Seni seviyorum ama artık burda oturup, herşeyi görmezlikten gelemem
- It doesn't hurt as much anymore.
Artık çok acımıyor.
Mommy. It doesn't hurt anymore.
Anne, artık acımıyor.
Yeah, with Ellie, sometimes I do pretend it doesn't hurt anymore.
Evet, bazen düzelmese de söz konusu Ellie olunca düzelivermiş numarası yapıyorum.
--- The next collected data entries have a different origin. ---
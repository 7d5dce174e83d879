use serde::{Deserialize, Serialize};

#[derive(Debug, Clone, Copy, PartialEq, Eq, Serialize, Deserialize)]
pub enum ArchiveType {
    #[serde(rename = "deb")]
    Deb,
    #[serde(rename = "tar.gz")]
    TarGz,
    #[serde(rename = "tar.xz")]
    TarXz,
    #[serde(rename = "tar.zst")]
    TarZst,
    #[serde(rename = "zip")]
    Zip,
}

impl ArchiveType {
    pub fn as_str(self) -> &'static str {
        match self {
            Self::Deb => "deb",
            Self::TarGz => "tar.gz",
            Self::TarXz => "tar.xz",
            Self::TarZst => "tar.zst",
            Self::Zip => "zip",
        }
    }

    pub fn parse(input: &str) -> Option<Self> {
        match input.trim().to_ascii_lowercase().as_str() {
            "deb" => Some(Self::Deb),
            "tar.gz" | "tgz" => Some(Self::TarGz),
            "tar.xz" | "txz" => Some(Self::TarXz),
            "tar.zst" | "tzst" => Some(Self::TarZst),
            "zip" => Some(Self::Zip),
            _ => None,
        }
    }

    pub fn infer_from_url(url: &str) -> Option<Self> {
        let lower = url.to_ascii_lowercase();
        let without_fragment = lower.split('#').next().unwrap_or(&lower);
        let path = without_fragment
            .split('?')
            .next()
            .unwrap_or(without_fragment);

        if path.ends_with(".deb") {
            return Some(Self::Deb);
        }
        if path.ends_with(".tar.gz") || path.ends_with(".tgz") {
            return Some(Self::TarGz);
        }
        if path.ends_with(".tar.xz") || path.ends_with(".txz") {
            return Some(Self::TarXz);
        }
        if path.ends_with(".tar.zst") || path.ends_with(".tzst") {
            return Some(Self::TarZst);
        }
        if path.ends_with(".zip") {
            return Some(Self::Zip);
        }

        None
    }
}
It doesn't even hurt anymore.
Artık acımıyor bile.
No, it doesn't hurt anymore.
Hayır, artık acımıyor.
It doesn't hurt as much anymore.
Artık o kadar acımıyor.
It's been five years, so it doesn't hurt anymore
5 yıl oldu, artık sorun değil.
- It doesn't hurt anymore.
- Artık ağrımıyor.
Second way doesn't hurt, but it will mean next time you screw up, I'll have to take that as a sign that you don't respect me anymore.
İkinci seçeneği seçersen canın yanmayacak fakat bir daha işleri batırırsan bunu, artık bana saygı duymuyorsun olarak yorumlayacağım.
It doesn't hurt anymore, but it feels a little swollen on the left side.
Artık zarar vermez, ama biraz hissediyor Sol tarafta şişmiş.
It doesn't hurt anymore.
Artık acı vermiyor.
It doesn't hurt anymore.
Acımıyor artık.
You know, my face doesn't even hurt anymore, now that I know that it's an accident.
Şimdi kazayla olmuş öğrendim ya yüzüm acımıyor bile.
It doesn't hurt anymore, Baa.
Artık acımıyor, Baa.
I didn't tell you because I didn't wanna hurt you, and, now, it doesn't matter anymore.
Çok uzun zaman önceydi. Seni incitmek istemediğim için söylemedim ve zaten artık bir önemi yok.
It doesn't hurt anymore, does it?
Acımıyor, değil mi?
No, no, it's healing and doesn't hurt anymore.
Yok, düzeliyor ve artık canımı da yakmıyor.
It doesn't hurt anymore.
Artık canımı acıtmıyor.
Dad, it doesn't hurt anymore.
Baba, artık canım acımıyor.
It doesn't hurt much anymore.
Artık fazla acıtmıyor zaten.
It doesn't hurt anymore.
- Artık canım acımıyor.
Ad after opening up over and over again until it becomes ragged, that's how his heart is ripped apart, and they endure that ripping until it doesn't hurt anymore.
Eğer yırtık pırtık olana kadar tekrar tekrar açarsan bu şekilde kalpler parçalanır. Kalp parçalandığında da hissizleşene kadar ilgilenmeye devam edersin.
My leg, it doesn't hurt anymore.
Bacağım, artık ağrımıyor.
You know, so it doesn't hurt anymore.
Böylelikle artık acı çekmemiş oluyorlar.